I think it's both. I don't know that we need to lean into any one asset class going back to Tom's question. We have a large construction/multifamily lender in Genesis. There could be things that we do together between Genesis and Great Ajax as we go forward. The asset class itself, if you think about it on the multifamily side, is an extremely good REIT asset for us. So we'll continue to monitor that.
And then you look at the opportunities that get created as a result of us owning Great Ajax, we see plenty of opportunity. So I think it's -- we're not -- what I would say, we're not married to any one type of lending vertical. However, we don't want to put all our eggs in one basket. So I think it's going to be a little bit more diverse.
And the bank -- and Stephen, to your point, the banks don't want to really do construction loans, and they don't want to do other types of loans. So it is a great opportunity for our Genesis business, but there is a possibility going forward at some point that Great Ajax does something with them.
Great. And then lastly, and maybe too early to know, just on the financing side. I noticed in the deck, you guys have made some progress on both improving and reducing the cost of the financing facilities. But as you look forward, do you think this vehicle will largely be financed using bank lines? Will you look to the markets for some type of CLO? Or if it's construction, we try to find a way to maybe find another note financing or some other financing alternative away from bank lines and CLOs?
Yes.

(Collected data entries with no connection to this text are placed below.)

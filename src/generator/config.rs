//! Generator configuration and swarm sampling.

use rand::rngs::StdRng;
use rand::Rng;

use crate::error::GenerateError;
use crate::lang::Language;

/// The construct kinds the generator can expand an open block into.
#[derive(Debug, Clone, Copy, PartialEq, Eq)]
pub enum Construct {
    /// Insert a single fresh block.
    Basic,
    /// Two-way selection with a merge.
    Selection,
    /// Multi-way switch with a default arm and a merge.
    Switch,
    /// Loop with a merge-first edge pair.
    Loop,
}

/// Feature flags and knobs steering CFG generation.
///
/// Every flag gates one construct or decoration; "swarm mode" samples the
/// flags uniformly per graph, forcing at least one construct on so that
/// expansion always makes progress.
#[derive(Debug, Clone, PartialEq)]
pub struct GeneratorConfig {
    /// Allow basic-block insertion.
    pub allow_basic: bool,
    /// Allow loop constructs.
    pub allow_loop: bool,
    /// Allow two-way selections.
    pub allow_selection: bool,
    /// Allow switches (every switch carries a default arm).
    pub allow_switch_default: bool,
    /// Allow switch cases to fall through into the next case.
    pub allow_switch_fallthrough: bool,
    /// Allow the decoration pass to insert break blocks.
    pub allow_break: bool,
    /// Allow the decoration pass to insert continue blocks.
    pub allow_continue: bool,
    /// Minimum switch out-degree (cases plus default).
    pub min_successors: usize,
    /// Maximum switch out-degree (cases plus default).
    pub max_successors: usize,
    /// Probability that an eligible construct reuses the enclosing merge.
    pub merge_share_probability: f64,
    /// Probability that an eligible block is rewritten to break/continue.
    pub break_continue_probability: f64,
}

impl GeneratorConfig {
    /// Every feature the target language permits.
    #[must_use]
    pub fn allow_all(language: Language) -> Self {
        GeneratorConfig {
            allow_basic: true,
            allow_loop: true,
            allow_selection: true,
            allow_switch_default: true,
            allow_switch_fallthrough: language.allows_switch_fallthrough(),
            allow_break: true,
            allow_continue: true,
            min_successors: 3,
            max_successors: 5,
            merge_share_probability: 0.5,
            break_continue_probability: 0.4,
        }
    }

    /// Swarm mode: sample every flag uniformly, then force at least one
    /// construct flag on so expansion can always make progress, and constrain
    /// fallthrough to what the target permits.
    #[must_use]
    pub fn swarm(rng: &mut StdRng, language: Language) -> Self {
        let mut config = GeneratorConfig {
            allow_basic: rng.gen(),
            allow_loop: rng.gen(),
            allow_selection: rng.gen(),
            allow_switch_default: rng.gen(),
            allow_switch_fallthrough: rng.gen(),
            allow_break: rng.gen(),
            allow_continue: rng.gen(),
            ..GeneratorConfig::allow_all(language)
        };
        config.allow_switch_fallthrough &= language.allows_switch_fallthrough();
        if config.enabled_constructs().is_empty() {
            let forced = [
                Construct::Basic,
                Construct::Selection,
                Construct::Switch,
                Construct::Loop,
            ][rng.gen_range(0..4)];
            match forced {
                Construct::Basic => config.allow_basic = true,
                Construct::Selection => config.allow_selection = true,
                Construct::Switch => config.allow_switch_default = true,
                Construct::Loop => config.allow_loop = true,
            }
        }
        config
    }

    /// The constructs this configuration enables.
    #[must_use]
    pub fn enabled_constructs(&self) -> Vec<Construct> {
        let mut constructs = Vec::new();
        if self.allow_selection {
            constructs.push(Construct::Selection);
        }
        if self.allow_loop {
            constructs.push(Construct::Loop);
        }
        if self.allow_switch_default {
            constructs.push(Construct::Switch);
        }
        if self.allow_basic {
            constructs.push(Construct::Basic);
        }
        constructs
    }

    /// Pick one enabled construct uniformly.
    ///
    /// # Errors
    ///
    /// Fails with [`GenerateError::NoConstructEnabled`] when every construct
    /// flag is off.
    pub fn choose_construct(&self, rng: &mut StdRng) -> Result<Construct, GenerateError> {
        let constructs = self.enabled_constructs();
        if constructs.is_empty() {
            return Err(GenerateError::NoConstructEnabled);
        }
        Ok(constructs[rng.gen_range(0..constructs.len())])
    }
}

I think the bank lines will be specific to the securities portfolio. But at some point, we'll want to hit the debt markets or the equity markets for some type of different security is what I would say.
This concludes our question-and-answer session. I would like to turn the conference back over to Michael Nierenberg for any closing remarks.
Appreciate the questions, everyone. And stay tuned. This is all about the future. We're looking to take this vehicle and create greater earnings for our equity holders and shareholders that join us along this, what I would call, endeavor going forward. So have a great week. Thanks for dialing in. Take care.
The conference has now concluded. Thank you for attending today's presentation. You may now disconnect.